With pomp unusual to West Virginia, which has very few colleges, John Roscoe Turner, last week, was inaugurated President of the University of West Virginia. He had been Dean of New York University's Washington Square College in Manhattan. From a huge commercial community, he went to a small industrial one (Morgantown). From merely purveying education (economics is his specialty), he went to set a state's educational pace.

West Virginia expects much from its land grant university. The state covers the twisted knot of Appalachian mountain ridges. Soft coal constitutes its great wealth. Its coal, petroleum and natural gas sales approximate a third of a billion dollars a year. Those minerals West Virginians want to conserve and at the same time get more money for each year's output. They expect their state university to tell them how.

The state produces more hardwood lumber than any other except Arkansas. And it has on its mountains great wealth in yellow poplar, birch, ash, oak, spruce, hemlock, walnut. They too must be wisely utilized.

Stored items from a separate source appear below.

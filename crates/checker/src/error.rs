use thiserror::Error;

pub type Result<T> = std::result::Result<T, CheckError>;

#[derive(Error, Debug, Clone, PartialEq)]
pub enum CheckError {
    #[error("Constraint '{constraint}' has an empty range: min {min} > max {max}")]
    InvalidRange {
        constraint: String,
        min: f64,
        max: f64,
    },

    #[error("Constraint '{constraint}' is malformed: {detail}")]
    Malformed { constraint: String, detail: String },

    #[error("Duplicate constraint id: {0}")]
    DuplicateConstraint(String),
}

In the Morgantown hills around the University is fine glass sand. The state's glass and glassware industry, with $50,000,000 production yearly, looks to the laboratories for pure research in glassmaking.

Not so seeking is the $100,000,000 iron & steel business. Pittsburgh's schools are available enough for them.

Agriculture is the preoccupation of practically all state universities, but not of West Virginia, although its corn, hay, tobacco, potatoes and fruits are worth $100,000,000 each year. Its hillbilly farmers are too difficult to reach with farming information.*

An immediate dependency upon the University is the state legislature's. The senators and representatives expect the law school professors to draft laws and even to guarantee their authority.

These leanings upon the University, President Turner knows. He was born and partially educated in the state. So, astutely he gave his inaugural address last week a utilitarian tone: "This institution is not an end in itself, but a means to an end. Like an industrial agent, it is evaluated in terms of its yield. It deserves and can rightfully claim the .united support of thoughtful citizens on the ground of its educational service. . . . Build the University into the life of the state." That was a parody of Cornell's byword, where President Turner once taught: "Build yourself into Cornell."

* West Virginia's illiteracy percentage is 6.4. That is better, however, than the percentage of any southern state, except Maryland.